Overview of HTTP / Webhook

Build, test, and send HTTP requests without code using your Pipedream workflows. The HTTP / Webhook action is a tool to build HTTP requests with a Postman-like graphical interface.

An interface for configuring an HTTP request within Pipedream's workflow system. The current selection is a GET request with fields for the request URL, authorization type (set to 'None' with a note explaining "This request does not use authorization"), parameters, headers (with a count of 1, though the detail is not visible), and body. Below the main configuration area is an option to "Include Response Headers," and a button labeled "Configure to test." The overall layout suggests a user-friendly, no-code approach to setting up custom HTTP requests.

Point and click HTTP requests

Define the target URL, HTTP verb, headers, query parameters, and payload body without writing custom code.

A screenshot of Pipedream's HTTP Request Configuration interface with a GET request type selected.
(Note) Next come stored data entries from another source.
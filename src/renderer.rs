use crate::prettify;
use crate::types::ReportEntry;

/// Renders the complete listing page for the given (already sorted) entries.
///
/// Titles, filenames, and previews are interpolated as-is. The markup
/// stripping done during preview extraction is the only sanitisation
/// applied, so a `<` or `&` surviving in a title lands in the output
/// verbatim.
#[must_use]
pub fn render_index(entries: &[ReportEntry]) -> String {
    let mut html = String::new();

    html.push_str("<!doctype html>\n<html lang=\"en\">\n<head>\n");
    html.push_str("  <meta charset=\"utf-8\">\n");
    html.push_str("  <meta name=\"viewport\" content=\"width=device-width,initial-scale=1\">\n");
    html.push_str("  <title>GenAI — Reports (generated)</title>\n");
    html.push_str("  <link href=\"https://fonts.googleapis.com/css2?family=JetBrains+Mono:wght@400;600&display=swap\" rel=\"stylesheet\">\n");
    html.push_str("  <style>body{font-family:'JetBrains Mono',monospace;padding:24px;max-width:920px;margin:0 auto}</style>\n");
    html.push_str("</head>\n<body>\n");

    html.push_str("  <h1>GenAI — Reports (generated)</h1>\n");
    html.push_str("  <ul>\n");

    for entry in entries {
        html.push_str(&format!(
            "    <li><a href=\"{}\">{} — {}</a><div>{}</div></li>\n",
            entry.name,
            prettify::prettify_filename(&entry.name),
            entry.name,
            entry.preview
        ));
    }

    html.push_str("  </ul>\n");
    html.push_str("</body>\n</html>\n");

    html
}

#[cfg(test)]
mod tests {
    use super::*;
    use chrono::Local;

    fn make_entry(name: &str, preview: &str) -> ReportEntry {
        ReportEntry {
            name: name.to_string(),
            modified: Local::now(),
            preview: preview.to_string(),
        }
    }

    #[test]
    fn test_render_preserves_entry_order() {
        let entries = vec![make_entry("a.html", "Alpha"), make_entry("b.html", "Beta")];
        let html = render_index(&entries);

        let pos_a = html.find("href=\"a.html\"").unwrap();
        let pos_b = html.find("href=\"b.html\"").unwrap();
        assert!(pos_a < pos_b);
    }

    #[test]
    fn test_render_entry_shape() {
        let entries = vec![make_entry("report-2024-03-15.html", "Quarterly numbers")];
        let html = render_index(&entries);

        assert!(html.contains(
            "<li><a href=\"report-2024-03-15.html\">2024 03 15 — report-2024-03-15.html</a>\
             <div>Quarterly numbers</div></li>"
        ));
    }

    #[test]
    fn test_render_empty_list() {
        let html = render_index(&[]);
        assert!(html.starts_with("<!doctype html>"));
        assert!(html.contains("<ul>"));
        assert!(!html.contains("<li>"));
        assert!(html.ends_with("</html>\n"));
    }

    #[test]
    fn test_render_does_not_escape() {
        // Reproduces the original output-format gap on purpose.
        let entries = vec![make_entry("x.html", "a < b & c")];
        let html = render_index(&entries);
        assert!(html.contains("<div>a < b & c</div>"));
    }
}
pub mod atomic;
pub mod queue;
pub mod snapshot;

pub use atomic::*;
pub use queue::*;
pub use snapshot::*;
The request URL is set to 'https://api.openai.com/v1/models'. The 'Auth' tab is highlighted, indicating that authentication is required for this request. In the headers section, there are two headers configured: 'User-Agent' is set to 'pipedream/1', and 'Authorization' is set to 'Bearer {{openai_api_key}}', showing how the OpenAI account's API key is dynamically inserted into the headers to handle authentication automatically.

Here's an example workflow that uses the HTTP / Webhook action to send an authenticated API request to OpenAI.

Focus on integrating, not authenticating

This action can also use your connected accounts with third-party APIs. Selecting an integrated app will automatically update the request’s headers to authenticate with the app properly, and even inject your token dynamically.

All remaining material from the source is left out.